(Beginning of Information supplied)
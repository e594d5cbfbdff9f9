//! Variable-binding contexts for evaluation.
//!
//! An activation resolves identifiers. Activations chain: a child scope is
//! consulted first and falls back to its parent, so inner bindings shadow
//! outer ones. Top-level activations are built by the caller per evaluation;
//! the short-lived scopes a fold needs come from the scratch pool
//! ([`crate::pool`]).

use rustc_hash::{FxHashMap, FxHashSet};
use vela_value::Value;

/// Resolves variable names during evaluation.
pub trait Activation {
    /// Look up `name` in this scope, then in its ancestors.
    fn resolve(&self, name: &str) -> Option<Value>;

    /// The enclosing scope, if any.
    fn parent(&self) -> Option<&dyn Activation>;

    /// Whether `name` is deliberately withheld (partial evaluation).
    ///
    /// Only consulted after `resolve` fails, so a binding in an inner scope
    /// always wins over an outer unknown declaration.
    fn is_unknown(&self, name: &str) -> bool {
        self.parent().is_some_and(|p| p.is_unknown(name))
    }
}

/// Activation with no bindings.
#[derive(Clone, Copy, Debug, Default)]
pub struct EmptyActivation;

impl Activation for EmptyActivation {
    #[inline]
    fn resolve(&self, _name: &str) -> Option<Value> {
        None
    }

    #[inline]
    fn parent(&self) -> Option<&dyn Activation> {
        None
    }
}

/// Activation backed by an owned map of bindings.
#[derive(Clone, Debug, Default)]
pub struct MapActivation {
    bindings: FxHashMap<String, Value>,
}

impl MapActivation {
    /// Create an empty activation.
    pub fn new() -> Self {
        Self::default()
    }

    /// Bind `name`, replacing any previous binding.
    pub fn bind(&mut self, name: impl Into<String>, value: Value) {
        self.bindings.insert(name.into(), value);
    }

    /// Builder form of [`bind`](Self::bind).
    #[must_use]
    pub fn with(mut self, name: impl Into<String>, value: Value) -> Self {
        self.bind(name, value);
        self
    }

    pub fn len(&self) -> usize {
        self.bindings.len()
    }

    pub fn is_empty(&self) -> bool {
        self.bindings.is_empty()
    }
}

impl<S: Into<String>> FromIterator<(S, Value)> for MapActivation {
    fn from_iter<I: IntoIterator<Item = (S, Value)>>(iter: I) -> Self {
        MapActivation {
            bindings: iter.into_iter().map(|(k, v)| (k.into(), v)).collect(),
        }
    }
}

impl Activation for MapActivation {
    #[inline]
    fn resolve(&self, name: &str) -> Option<Value> {
        self.bindings.get(name).cloned()
    }

    #[inline]
    fn parent(&self) -> Option<&dyn Activation> {
        None
    }
}

/// A child scope layered over a parent scope.
#[derive(Clone, Copy)]
pub struct HierarchicalActivation<'a> {
    parent: &'a dyn Activation,
    child: &'a dyn Activation,
}

impl<'a> HierarchicalActivation<'a> {
    pub fn new(parent: &'a dyn Activation, child: &'a dyn Activation) -> Self {
        HierarchicalActivation { parent, child }
    }
}

impl Activation for HierarchicalActivation<'_> {
    fn resolve(&self, name: &str) -> Option<Value> {
        match self.child.resolve(name) {
            Some(value) => Some(value),
            // A name the child withholds stays withheld.
            None if self.child.is_unknown(name) => None,
            None => self.parent.resolve(name),
        }
    }

    fn parent(&self) -> Option<&dyn Activation> {
        Some(self.parent)
    }

    fn is_unknown(&self, name: &str) -> bool {
        self.child.is_unknown(name) || self.parent.is_unknown(name)
    }
}

/// Bindings plus a set of names whose values are withheld.
///
/// Identifiers naming an unknown variable evaluate to `Value::Unknown`
/// carrying the identifier's node id, instead of a missing-attribute error.
/// An unknown declaration takes precedence over a binding of the same name
/// in this activation.
#[derive(Clone, Debug, Default)]
pub struct PartialActivation {
    bindings: MapActivation,
    unknowns: FxHashSet<String>,
}

impl PartialActivation {
    pub fn new(bindings: MapActivation) -> Self {
        PartialActivation {
            bindings,
            unknowns: FxHashSet::default(),
        }
    }

    /// Declare `name` unknown.
    #[must_use]
    pub fn with_unknown(mut self, name: impl Into<String>) -> Self {
        self.unknowns.insert(name.into());
        self
    }
}

impl Activation for PartialActivation {
    fn resolve(&self, name: &str) -> Option<Value> {
        if self.unknowns.contains(name) {
            return None;
        }
        self.bindings.resolve(name)
    }

    fn parent(&self) -> Option<&dyn Activation> {
        None
    }

    fn is_unknown(&self, name: &str) -> bool {
        self.unknowns.contains(name)
    }
}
(End of Information supplied)
Taking the entries above, please repeat each one exactly.

• [Finished task]
repository e594d5cbfbdff9f9
//! Variable-binding contexts for evaluation.
//!
//! An activation resolves identifiers. Activations chain: a child scope is
//! consulted first and falls back to its parent, so inner bindings shadow
//! outer ones. Top-level activations are built by the caller per evaluation;
//! the short-lived scopes a fold needs come from the scratch pool
//! ([`crate::pool`]).

use rustc_hash::{FxHashMap, FxHashSet};
use vela_value::Value;

/// Resolves variable names during evaluation.
pub trait Activation {
    /// Look up `name` in this scope, then in its ancestors.
    fn resolve(&self, name: &str) -> Option<Value>;

    /// The enclosing scope, if any.
    fn parent(&self) -> Option<&dyn Activation>;

    /// Whether `name` is deliberately withheld (partial evaluation).
    ///
    /// Only consulted after `resolve` fails, so a binding in an inner scope
    /// always wins over an outer unknown declaration.
    fn is_unknown(&self, name: &str) -> bool {
        self.parent().is_some_and(|p| p.is_unknown(name))
    }
}

/// Activation with no bindings.
#[derive(Clone, Copy, Debug, Default)]
pub struct EmptyActivation;

impl Activation for EmptyActivation {
    #[inline]
    fn resolve(&self, _name: &str) -> Option<Value> {
        None
    }

    #[inline]
    fn parent(&self) -> Option<&dyn Activation> {
        None
    }
}

/// Activation backed by an owned map of bindings.
#[derive(Clone, Debug, Default)]
pub struct MapActivation {
    bindings: FxHashMap<String, Value>,
}

impl MapActivation {
    /// Create an empty activation.
    pub fn new() -> Self {
        Self::default()
    }

    /// Bind `name`, replacing any previous binding.
    pub fn bind(&mut self, name: impl Into<String>, value: Value) {
        self.bindings.insert(name.into(), value);
    }

    /// Builder form of [`bind`](Self::bind).
    #[must_use]
    pub fn with(mut self, name: impl Into<String>, value: Value) -> Self {
        self.bind(name, value);
        self
    }

    pub fn len(&self) -> usize {
        self.bindings.len()
    }

    pub fn is_empty(&self) -> bool {
        self.bindings.is_empty()
    }
}

impl<S: Into<String>> FromIterator<(S, Value)> for MapActivation {
    fn from_iter<I: IntoIterator<Item = (S, Value)>>(iter: I) -> Self {
        MapActivation {
            bindings: iter.into_iter().map(|(k, v)| (k.into(), v)).collect(),
        }
    }
}

impl Activation for MapActivation {
    #[inline]
    fn resolve(&self, name: &str) -> Option<Value> {
        self.bindings.get(name).cloned()
    }

    #[inline]
    fn parent(&self) -> Option<&dyn Activation> {
        None
    }
}

/// A child scope layered over a parent scope.
#[derive(Clone, Copy)]
pub struct HierarchicalActivation<'a> {
    parent: &'a dyn Activation,
    child: &'a dyn Activation,
}

impl<'a> HierarchicalActivation<'a> {
    pub fn new(parent: &'a dyn Activation, child: &'a dyn Activation) -> Self {
        HierarchicalActivation { parent, child }
    }
}

impl Activation for HierarchicalActivation<'_> {
    fn resolve(&self, name: &str) -> Option<Value> {
        match self.child.resolve(name) {
            Some(value) => Some(value),
            // A name the child withholds stays withheld.
            None if self.child.is_unknown(name) => None,
            None => self.parent.resolve(name),
        }
    }

    fn parent(&self) -> Option<&dyn Activation> {
        Some(self.parent)
    }

    fn is_unknown(&self, name: &str) -> bool {
        self.child.is_unknown(name) || self.parent.is_unknown(name)
    }
}

/// Bindings plus a set of names whose values are withheld.
///
/// Identifiers naming an unknown variable evaluate to `Value::Unknown`
/// carrying the identifier's node id, instead of a missing-attribute error.
/// An unknown declaration takes precedence over a binding of the same name
/// in this activation.
#[derive(Clone, Debug, Default)]
pub struct PartialActivation {
    bindings: MapActivation,
    unknowns: FxHashSet<String>,
}

impl PartialActivation {
    pub fn new(bindings: MapActivation) -> Self {
        PartialActivation {
            bindings,
            unknowns: FxHashSet::default(),
        }
    }

    /// Declare `name` unknown.
    #[must_use]
    pub fn with_unknown(mut self, name: impl Into<String>) -> Self {
        self.unknowns.insert(name.into());
        self
    }
}

impl Activation for PartialActivation {
    fn resolve(&self, name: &str) -> Option<Value> {
        if self.unknowns.contains(name) {
            return None;
        }
        self.bindings.resolve(name)
    }

    fn parent(&self) -> Option<&dyn Activation> {
        None
    }

    fn is_unknown(&self, name: &str) -> bool {
        self.unknowns.contains(name)
    }
}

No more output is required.